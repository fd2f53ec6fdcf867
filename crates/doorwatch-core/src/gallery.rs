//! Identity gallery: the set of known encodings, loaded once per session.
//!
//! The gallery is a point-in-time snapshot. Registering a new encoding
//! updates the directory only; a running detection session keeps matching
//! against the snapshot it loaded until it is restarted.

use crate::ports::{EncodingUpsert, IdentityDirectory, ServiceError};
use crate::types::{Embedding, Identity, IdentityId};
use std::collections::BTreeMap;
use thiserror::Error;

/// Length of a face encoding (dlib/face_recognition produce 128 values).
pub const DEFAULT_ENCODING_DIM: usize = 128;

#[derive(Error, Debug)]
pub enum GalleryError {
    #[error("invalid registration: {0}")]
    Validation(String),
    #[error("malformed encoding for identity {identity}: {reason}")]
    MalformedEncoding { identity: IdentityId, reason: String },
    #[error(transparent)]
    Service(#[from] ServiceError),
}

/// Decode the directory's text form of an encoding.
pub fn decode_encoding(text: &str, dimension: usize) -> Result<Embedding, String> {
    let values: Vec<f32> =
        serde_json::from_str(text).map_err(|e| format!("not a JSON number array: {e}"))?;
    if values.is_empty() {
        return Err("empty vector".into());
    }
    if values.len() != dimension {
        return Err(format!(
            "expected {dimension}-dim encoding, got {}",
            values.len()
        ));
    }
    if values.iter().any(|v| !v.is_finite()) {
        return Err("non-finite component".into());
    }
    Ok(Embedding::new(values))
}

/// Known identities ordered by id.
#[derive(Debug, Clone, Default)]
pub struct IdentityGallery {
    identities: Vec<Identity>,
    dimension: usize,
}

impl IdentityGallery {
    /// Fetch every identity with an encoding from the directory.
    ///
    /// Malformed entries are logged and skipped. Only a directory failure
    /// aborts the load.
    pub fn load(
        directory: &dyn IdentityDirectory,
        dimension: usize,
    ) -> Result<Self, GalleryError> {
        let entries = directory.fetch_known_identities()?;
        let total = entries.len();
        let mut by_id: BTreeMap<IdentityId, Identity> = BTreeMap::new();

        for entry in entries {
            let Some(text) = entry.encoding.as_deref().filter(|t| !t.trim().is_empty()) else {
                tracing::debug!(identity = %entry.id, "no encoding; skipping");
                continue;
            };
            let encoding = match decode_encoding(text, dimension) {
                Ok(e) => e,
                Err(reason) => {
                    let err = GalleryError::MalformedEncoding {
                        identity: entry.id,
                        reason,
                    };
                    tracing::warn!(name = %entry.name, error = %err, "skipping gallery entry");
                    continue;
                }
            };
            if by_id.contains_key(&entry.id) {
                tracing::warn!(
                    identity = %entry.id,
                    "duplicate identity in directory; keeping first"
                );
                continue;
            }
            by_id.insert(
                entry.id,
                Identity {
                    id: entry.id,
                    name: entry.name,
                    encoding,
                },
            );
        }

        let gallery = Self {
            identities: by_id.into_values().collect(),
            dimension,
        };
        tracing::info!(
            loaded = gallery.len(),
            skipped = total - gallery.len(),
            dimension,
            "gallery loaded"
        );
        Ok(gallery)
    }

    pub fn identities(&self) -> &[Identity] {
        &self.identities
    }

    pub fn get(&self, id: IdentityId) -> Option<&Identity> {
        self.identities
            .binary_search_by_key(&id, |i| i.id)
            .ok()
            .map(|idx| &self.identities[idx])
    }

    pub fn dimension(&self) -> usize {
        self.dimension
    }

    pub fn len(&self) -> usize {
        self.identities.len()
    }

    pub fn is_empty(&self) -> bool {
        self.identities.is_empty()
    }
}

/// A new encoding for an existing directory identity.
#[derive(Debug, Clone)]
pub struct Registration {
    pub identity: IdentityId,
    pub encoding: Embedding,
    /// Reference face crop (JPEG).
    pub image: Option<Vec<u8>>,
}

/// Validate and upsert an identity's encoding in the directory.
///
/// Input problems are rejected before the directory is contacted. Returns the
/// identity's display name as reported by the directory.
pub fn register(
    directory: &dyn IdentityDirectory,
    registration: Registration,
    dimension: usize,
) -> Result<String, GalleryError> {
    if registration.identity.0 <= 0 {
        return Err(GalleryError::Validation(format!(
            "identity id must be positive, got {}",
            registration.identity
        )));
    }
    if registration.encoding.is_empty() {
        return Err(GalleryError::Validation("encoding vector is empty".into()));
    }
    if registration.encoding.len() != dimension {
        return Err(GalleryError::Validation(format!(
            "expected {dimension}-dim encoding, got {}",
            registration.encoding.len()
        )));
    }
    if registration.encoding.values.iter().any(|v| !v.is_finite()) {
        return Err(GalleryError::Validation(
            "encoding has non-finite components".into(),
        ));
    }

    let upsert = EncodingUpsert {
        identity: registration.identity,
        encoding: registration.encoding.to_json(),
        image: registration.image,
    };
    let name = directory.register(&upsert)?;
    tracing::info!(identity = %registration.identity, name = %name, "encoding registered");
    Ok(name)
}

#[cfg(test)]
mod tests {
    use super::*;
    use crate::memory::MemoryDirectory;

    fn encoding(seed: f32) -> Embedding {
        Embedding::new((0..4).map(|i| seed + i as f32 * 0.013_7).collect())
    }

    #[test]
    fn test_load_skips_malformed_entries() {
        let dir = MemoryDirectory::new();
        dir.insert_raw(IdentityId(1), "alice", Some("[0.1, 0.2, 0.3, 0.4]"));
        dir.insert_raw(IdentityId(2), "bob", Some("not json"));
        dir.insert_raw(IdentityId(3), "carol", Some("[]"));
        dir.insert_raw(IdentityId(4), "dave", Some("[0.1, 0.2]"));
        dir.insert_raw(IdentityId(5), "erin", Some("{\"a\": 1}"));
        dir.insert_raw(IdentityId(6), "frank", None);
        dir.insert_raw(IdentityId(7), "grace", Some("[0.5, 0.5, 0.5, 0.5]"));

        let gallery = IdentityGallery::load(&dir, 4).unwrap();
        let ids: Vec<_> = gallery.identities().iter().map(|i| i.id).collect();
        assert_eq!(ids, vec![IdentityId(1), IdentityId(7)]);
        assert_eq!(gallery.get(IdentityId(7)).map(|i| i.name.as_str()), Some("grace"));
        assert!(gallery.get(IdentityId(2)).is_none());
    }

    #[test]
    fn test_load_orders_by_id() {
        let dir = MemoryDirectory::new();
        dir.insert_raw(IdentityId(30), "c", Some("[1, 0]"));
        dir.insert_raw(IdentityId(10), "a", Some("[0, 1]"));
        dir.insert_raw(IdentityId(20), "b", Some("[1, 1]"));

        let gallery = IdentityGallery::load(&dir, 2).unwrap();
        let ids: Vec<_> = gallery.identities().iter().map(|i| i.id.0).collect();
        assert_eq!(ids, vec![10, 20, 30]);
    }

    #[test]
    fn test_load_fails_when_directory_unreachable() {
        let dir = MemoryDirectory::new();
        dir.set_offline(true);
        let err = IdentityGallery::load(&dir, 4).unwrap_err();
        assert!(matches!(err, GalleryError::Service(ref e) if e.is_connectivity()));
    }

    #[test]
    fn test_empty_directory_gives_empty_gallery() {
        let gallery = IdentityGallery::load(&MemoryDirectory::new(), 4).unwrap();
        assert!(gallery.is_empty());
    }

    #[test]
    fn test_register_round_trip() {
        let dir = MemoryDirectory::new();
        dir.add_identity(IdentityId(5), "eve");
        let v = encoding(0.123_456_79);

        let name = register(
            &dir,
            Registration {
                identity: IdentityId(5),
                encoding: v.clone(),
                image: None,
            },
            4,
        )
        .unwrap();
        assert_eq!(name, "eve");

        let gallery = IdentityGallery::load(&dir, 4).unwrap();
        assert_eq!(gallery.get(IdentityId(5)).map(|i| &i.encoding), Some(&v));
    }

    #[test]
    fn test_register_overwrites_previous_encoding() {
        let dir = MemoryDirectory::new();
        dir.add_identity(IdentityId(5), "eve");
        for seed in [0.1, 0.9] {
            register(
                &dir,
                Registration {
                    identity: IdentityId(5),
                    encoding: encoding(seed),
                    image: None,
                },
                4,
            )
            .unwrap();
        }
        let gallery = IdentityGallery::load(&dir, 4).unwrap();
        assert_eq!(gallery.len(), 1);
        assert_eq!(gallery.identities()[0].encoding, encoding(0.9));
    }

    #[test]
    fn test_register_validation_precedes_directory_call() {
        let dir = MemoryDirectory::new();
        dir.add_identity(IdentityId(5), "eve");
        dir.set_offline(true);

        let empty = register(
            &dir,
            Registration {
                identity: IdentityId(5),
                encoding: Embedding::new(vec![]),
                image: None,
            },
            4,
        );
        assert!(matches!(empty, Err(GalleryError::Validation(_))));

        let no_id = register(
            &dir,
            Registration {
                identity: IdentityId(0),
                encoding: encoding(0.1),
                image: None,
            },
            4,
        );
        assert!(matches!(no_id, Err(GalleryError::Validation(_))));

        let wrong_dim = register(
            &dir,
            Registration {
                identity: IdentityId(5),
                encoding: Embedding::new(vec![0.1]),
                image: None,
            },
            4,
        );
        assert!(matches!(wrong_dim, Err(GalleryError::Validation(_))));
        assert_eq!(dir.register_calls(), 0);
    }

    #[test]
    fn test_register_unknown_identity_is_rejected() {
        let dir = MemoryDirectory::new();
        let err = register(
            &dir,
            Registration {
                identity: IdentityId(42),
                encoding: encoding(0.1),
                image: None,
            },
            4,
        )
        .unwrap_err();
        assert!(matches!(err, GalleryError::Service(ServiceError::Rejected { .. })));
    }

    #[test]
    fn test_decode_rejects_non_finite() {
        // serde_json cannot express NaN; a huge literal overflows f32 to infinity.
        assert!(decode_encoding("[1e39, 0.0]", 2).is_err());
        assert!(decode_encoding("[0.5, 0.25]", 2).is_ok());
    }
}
======
● THE TASK:
Exactly as they appear, please write out the lines from the opening of the listing above down to the line containing "Registering a new encoding", with both end lines included.

● WRITTEN REPLY:
repository fd2f53ec6fdcf867
filename crates/doorwatch-core/src/gallery.rs
//! Identity gallery: the set of known encodings, loaded once per session.
//!
//! The gallery is a point-in-time snapshot. Registering a new encoding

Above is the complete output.